Chapter 6
Text does not get recognized properly
Try these solutions if any part of the original document is not converted to text properly during OCR:
◆Look at the original page image and ensure that all text areas are enclosed by text zones. If an area is not enclosed by a zone, it is generally ignored during OCR. See the section on creating and modifying zones, “Working with zones” on page 57.
◆Make sure text zones are identified correctly. Reidentify zone types and contents, if necessary, and perform OCR on the document again. See “Zone types and properties” on page 55.
◆Be sure you do not have an unsuitable template loaded by mistake. If zone borders cut through text, recognition is impaired.
◆Adjust the brightness and contrast sliders in the Scanner panel of the Options dialog box. You may need to experiment with different settings combinations to get the desired results.
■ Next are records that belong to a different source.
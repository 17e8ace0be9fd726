//! The `lessonquiz chapters` command.

use anyhow::Result;
use comfy_table::{Cell, Table};

use lessonquiz_core::source::{group_chapters_by_section, ContentSource};
use lessonquiz_core::store::ResultStore;

use crate::Paths;

pub async fn execute(paths: Paths) -> Result<()> {
    let config = super::settings(&paths)?;
    let chapters = super::content_source(&config).load_all_chapters().await?;
    if chapters.is_empty() {
        println!("No chapters found in {}", config.content_dir.display());
        return Ok(());
    }

    // Listing still works when the results file is unreadable.
    let results = super::result_store(&config)
        .all_results()
        .unwrap_or_default();

    for section in group_chapters_by_section(chapters) {
        println!("\nSection: {}", section.id);

        let mut table = Table::new();
        table.set_header(vec!["Chapter", "Title", "Level", "Questions", "Quizzes", "Last test"]);
        for chapter in &section.chapters {
            let last = match results.get(&chapter.id) {
                Some(r) => format!("{}%", r.percentage),
                None if chapter.has_test() => "-".to_string(),
                None => "no test".to_string(),
            };
            table.add_row(vec![
                Cell::new(&chapter.id),
                Cell::new(chapter.display_title()),
                Cell::new(chapter.level.as_deref().unwrap_or("")),
                Cell::new(chapter.questions().len()),
                Cell::new(chapter.inline_quizzes().len()),
                Cell::new(last),
            ]);
        }
        println!("{table}");
    }
    Ok(())
}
◆Check the resolution of the original image. Hover the cursor over a page thumbnail for a popup display. If the resolution is significantly above or below 300 dpi, recognition is likely to suffer.
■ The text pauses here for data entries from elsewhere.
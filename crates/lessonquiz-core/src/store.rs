//! Result persistence seam.
//!
//! One record per chapter; saving again replaces the previous attempt.

use std::collections::BTreeMap;

use parking_lot::Mutex;

use crate::error::StoreError;
use crate::results::TestResult;

pub trait ResultStore: Send + Sync {
    /// Save a result, replacing any earlier one for the same chapter.
    fn save_test_result(&self, result: &TestResult) -> Result<(), StoreError>;

    fn get_test_result(&self, chapter_id: &str) -> Result<Option<TestResult>, StoreError>;

    /// Every stored result, keyed by chapter id.
    fn all_results(&self) -> Result<BTreeMap<String, TestResult>, StoreError>;

    fn clear_test_result(&self, chapter_id: &str) -> Result<(), StoreError>;

    fn clear_all_results(&self) -> Result<(), StoreError>;
}

/// Process-local store, used for previews and tests.
#[derive(Default)]
pub struct MemoryResultStore {
    results: Mutex<BTreeMap<String, TestResult>>,
}

impl MemoryResultStore {
    pub fn new() -> Self {
        Self::default()
    }
}

impl ResultStore for MemoryResultStore {
    fn save_test_result(&self, result: &TestResult) -> Result<(), StoreError> {
        self.results
            .lock()
            .insert(result.chapter_id.clone(), result.clone());
        Ok(())
    }

    fn get_test_result(&self, chapter_id: &str) -> Result<Option<TestResult>, StoreError> {
        Ok(self.results.lock().get(chapter_id).cloned())
    }

    fn all_results(&self) -> Result<BTreeMap<String, TestResult>, StoreError> {
        Ok(self.results.lock().clone())
    }

    fn clear_test_result(&self, chapter_id: &str) -> Result<(), StoreError> {
        self.results.lock().remove(chapter_id);
        Ok(())
    }

    fn clear_all_results(&self) -> Result<(), StoreError> {
        self.results.lock().clear();
        Ok(())
    }
}

#[cfg(test)]
mod tests {
    use super::*;

    fn result(chapter_id: &str, correct_count: u32) -> TestResult {
        let mut result = TestResult::score(chapter_id, &[], |_| None);
        result.correct_count = correct_count;
        result
    }

    #[test]
    fn save_replaces_previous_attempt() {
        let store = MemoryResultStore::new();
        store.save_test_result(&result("ch1", 1)).unwrap();
        store.save_test_result(&result("ch1", 3)).unwrap();
        store.save_test_result(&result("ch2", 2)).unwrap();

        let ch1 = store.get_test_result("ch1").unwrap().unwrap();
        assert_eq!(ch1.correct_count, 3);
        assert_eq!(store.all_results().unwrap().len(), 2);
    }

    #[test]
    fn clearing() {
        let store = MemoryResultStore::new();
        store.save_test_result(&result("ch1", 1)).unwrap();
        store.save_test_result(&result("ch2", 1)).unwrap();

        store.clear_test_result("ch1").unwrap();
        assert!(store.get_test_result("ch1").unwrap().is_none());
        assert!(store.get_test_result("ch2").unwrap().is_some());

        store.clear_all_results().unwrap();
        assert!(store.all_results().unwrap().is_empty());
    }
}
◆Make sure the correct document languages are selected in the OCR panel of the Options dialog box. Only languages included in the document should be selected.
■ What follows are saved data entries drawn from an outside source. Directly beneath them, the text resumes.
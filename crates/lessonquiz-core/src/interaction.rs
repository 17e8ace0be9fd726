//! Per-question interaction state machine.
//!
//! A [`QuestionController`] owns the learner's current input for one
//! question, reports every change through an [`EventSink`], and, in
//! immediate-check mode, evaluates and reveals feedback as soon as an
//! answer is committed:
//!
//! - single-choice kinds check on selection;
//! - `mcq_multi` asks the caller to schedule a debounced check
//!   ([`CheckTicket`]); a newer toggle invalidates older tickets;
//! - `fill_blank` checks on an explicit submit;
//! - `reorder` checks once every token is placed.
//!
//! Once checked, a question is locked for the lifetime of the controller.

use std::time::Duration;

use rand::seq::SliceRandom;
use rand::Rng;

use crate::error::InteractionError;
use crate::evaluator::{check_answer, is_answered};
use crate::events::{QuizEvent, SharedSink};
use crate::model::{Answer, Question, QuestionBody, QuestionKind};
use crate::results::Evaluation;

/// Grace window between the last multi-select toggle and the check.
pub const DEFAULT_MULTI_SELECT_DEBOUNCE: Duration = Duration::from_millis(300);

/// Characters treated as sentence-final punctuation in reorder questions.
const SENTENCE_END: &[char] = &['.', '!', '?', '…'];

#[derive(Debug, Clone, Copy, PartialEq, Eq)]
pub enum InteractionState {
    Unanswered,
    /// An answer is present but has not been checked.
    Answered,
    /// Terminal: inputs disabled, correctness and explanation visible.
    Checked(Evaluation),
}

/// Request to run a debounced check after `delay`.
#[derive(Debug, Clone, PartialEq, Eq)]
pub struct CheckTicket {
    pub question_id: String,
    pub generation: u64,
    pub delay: Duration,
}

/// What an accepted input led to.
#[derive(Debug, Clone, PartialEq, Eq)]
pub enum Response {
    /// The input was stored; nothing was checked.
    Recorded,
    /// The answer was checked and feedback revealed.
    Checked(Evaluation),
    /// The caller should deliver this ticket back after its delay.
    CheckScheduled(CheckTicket),
}

/// Word tokens of a reorder question split between the available pool and
/// the sentence under construction.
#[derive(Debug, Clone)]
pub struct ReorderBoard {
    tokens: Vec<String>,
    pool: Vec<usize>,
    sentence: Vec<usize>,
    punctuation: String,
}

/// Split a sentence into word tokens and its trailing punctuation.
pub fn split_sentence(sentence: &str) -> (Vec<String>, String) {
    let trimmed = sentence.trim();
    let body = trimmed.trim_end_matches(SENTENCE_END);
    let punctuation = trimmed[body.len()..].to_string();
    let tokens = body.split_whitespace().map(String::from).collect();
    (tokens, punctuation)
}
//! Where chapter documents come from.

use std::path::{Path, PathBuf};

use anyhow::{Context, Result};
use async_trait::async_trait;

use crate::model::Chapter;
use crate::parser::{chapter_paths, parse_chapter_str, DEFAULT_CHAPTER_FILE};

/// Section id for chapters without a `section_id`.
pub const UNKNOWN_SECTION: &str = "unknown";

/// Trait for backends that provide chapter documents.
#[async_trait]
pub trait ContentSource: Send + Sync {
    /// Load one chapter by id.
    async fn load_chapter(&self, chapter_id: &str) -> Result<Chapter>;

    /// Load every available chapter, sorted by `order`. Chapters that fail
    /// to load are skipped.
    async fn load_all_chapters(&self) -> Result<Vec<Chapter>>;
}

/// Chapters stored as `<content_dir>/<chapter_id>/<chapter_file>`.
#[derive(Debug, Clone)]
pub struct FsContentSource {
    content_dir: PathBuf,
    chapter_file: String,
}

impl FsContentSource {
    pub fn new(content_dir: impl Into<PathBuf>) -> Self {
        Self {
            content_dir: content_dir.into(),
            chapter_file: DEFAULT_CHAPTER_FILE.to_string(),
        }
    }

    pub fn with_chapter_file(mut self, chapter_file: impl Into<String>) -> Self {
        self.chapter_file = chapter_file.into();
        self
    }

    pub fn content_dir(&self) -> &Path {
        &self.content_dir
    }

    fn chapter_path(&self, chapter_id: &str) -> PathBuf {
        self.content_dir.join(chapter_id).join(&self.chapter_file)
    }
}

#[async_trait]
impl ContentSource for FsContentSource {
    async fn load_chapter(&self, chapter_id: &str) -> Result<Chapter> {
        let path = self.chapter_path(chapter_id);
        let content = match tokio::fs::read_to_string(&path).await {
            Ok(content) => content,
            Err(e) if e.kind() == std::io::ErrorKind::NotFound => {
                anyhow::bail!("chapter not found: {chapter_id}");
            }
            Err(e) => {
                return Err(e)
                    .with_context(|| format!("failed to read chapter file: {}", path.display()))
            }
        };
        parse_chapter_str(&content, &path)
    }

    async fn load_all_chapters(&self) -> Result<Vec<Chapter>> {
        let paths = chapter_paths(&self.content_dir, &self.chapter_file)?;
        let ids: Vec<String> = paths
            .iter()
            .filter_map(|p| p.parent()?.file_name())
            .map(|name| name.to_string_lossy().into_owned())
            .collect();

        let loaded = futures::future::join_all(ids.iter().map(|id| self.load_chapter(id))).await;

        let mut chapters = Vec::new();
        for (id, result) in ids.iter().zip(loaded) {
            match result {
                Ok(chapter) => chapters.push(chapter),
                Err(e) => tracing::warn!("skipping chapter {id}: {e:#}"),
            }
        }
        sort_by_order(&mut chapters);

        tracing::debug!(count = chapters.len(), dir = %self.content_dir.display(), "loaded chapters");
        Ok(chapters)
    }
}

fn sort_by_order(chapters: &mut [Chapter]) {
    chapters.sort_by_key(|c| c.order.unwrap_or(0));
}

/// Chapters sharing a `section_id`.
#[derive(Debug, Clone)]
pub struct Section {
    pub id: String,
    pub chapters: Vec<Chapter>,
}

/// Group chapters by section. Sections keep first-seen order; chapters are
/// sorted by `order` within each section.
pub fn group_chapters_by_section(chapters: Vec<Chapter>) -> Vec<Section> {
    let mut sections: Vec<Section> = Vec::new();
    for chapter in chapters {
        let id = chapter
            .section_id
            .clone()
            .unwrap_or_else(|| UNKNOWN_SECTION.to_string());
        match sections.iter_mut().find(|s| s.id == id) {
            Some(section) => section.chapters.push(chapter),
            None => sections.push(Section {
                id,
                chapters: vec![chapter],
            }),
        }
    }
    for section in &mut sections {
        sort_by_order(&mut section.chapters);
    }
    sections
}

#[cfg(test)]
mod tests {
    use super::*;

    fn write_chapter(dir: &Path, id: &str, section: Option<&str>, order: i64) {
        let folder = dir.join(id);
        std::fs::create_dir_all(&folder).unwrap();
        let json = serde_json::json!({
            "id": id,
            "section_id": section,
            "order": order,
            "question_bank": {"questions": []}
        });
        std::fs::write(folder.join(DEFAULT_CHAPTER_FILE), json.to_string()).unwrap();
    }

    fn chapter(id: &str, section: Option<&str>, order: Option<i64>) -> Chapter {
        serde_json::from_value(serde_json::json!({
            "id": id, "section_id": section, "order": order
        }))
        .unwrap()
    }

    #[tokio::test]
    async fn load_chapter_by_id() {
        let dir = tempfile::tempdir().unwrap();
        write_chapter(dir.path(), "ch1", Some("s1"), 1);

        let source = FsContentSource::new(dir.path());
        let chapter = source.load_chapter("ch1").await.unwrap();
        assert_eq!(chapter.id, "ch1");
        assert_eq!(chapter.section_id.as_deref(), Some("s1"));
    }

    #[tokio::test]
    async fn missing_chapter_is_reported() {
        let dir = tempfile::tempdir().unwrap();
        let source = FsContentSource::new(dir.path());
        let err = source.load_chapter("nope").await.unwrap_err();
        assert_eq!(err.to_string(), "chapter not found: nope");
    }

    #[tokio::test]
    async fn load_all_sorts_and_skips_broken() {
        let dir = tempfile::tempdir().unwrap();
        write_chapter(dir.path(), "a", Some("s1"), 3);
        write_chapter(dir.path(), "b", Some("s1"), 1);
        write_chapter(dir.path(), "c", None, 2);
        let broken = dir.path().join("d");
        std::fs::create_dir(&broken).unwrap();
        std::fs::write(broken.join(DEFAULT_CHAPTER_FILE), "{ oops").unwrap();

        let source = FsContentSource::new(dir.path());
        let chapters = source.load_all_chapters().await.unwrap();
        let ids: Vec<&str> = chapters.iter().map(|c| c.id.as_str()).collect();
        assert_eq!(ids, vec!["b", "c", "a"]);
    }

    #[tokio::test]
    async fn custom_chapter_file_name() {
        let dir = tempfile::tempdir().unwrap();
        let folder = dir.path().join("x");
        std::fs::create_dir(&folder).unwrap();
        std::fs::write(folder.join("chapter.json"), r#"{"id": "x"}"#).unwrap();

        let source = FsContentSource::new(dir.path()).with_chapter_file("chapter.json");
        assert_eq!(source.load_all_chapters().await.unwrap().len(), 1);
    }

    #[test]
    fn grouping_keeps_first_seen_sections() {
        let chapters = vec![
            chapter("c2", Some("s2"), Some(2)),
            chapter("c1", Some("s1"), Some(1)),
            chapter("c0", Some("s2"), Some(1)),
            chapter("c9", None, None),
        ];
        let sections = group_chapters_by_section(chapters);
        let ids: Vec<&str> = sections.iter().map(|s| s.id.as_str()).collect();
        assert_eq!(ids, vec!["s2", "s1", UNKNOWN_SECTION]);
        let s2: Vec<&str> = sections[0].chapters.iter().map(|c| c.id.as_str()).collect();
        assert_eq!(s2, vec!["c0", "c2"]);
    }
}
◆Turn IntelliTrain on and make some proofing corrections. This is most likely to help with stylized fonts or uniformly degraded documents. If IntelliTrain was running, try turning it off – on some types of degraded documents it may not be able to help.
◆Do some manual training, or edit existing training to remove unsuccessful training.
◆If you use True Page as the Text Editor view or for export, recognized text is put into text boxes or frames. Some text may be hidden if a text box is too small. To view the text, place the cursor in the text box and use the arrow keys on your keyboard to scroll to the top, bottom, left, or right of the box.
◆Check the glass, mirrors, and lenses on your scanner for dust, smudges or scratches. Clean if necessary.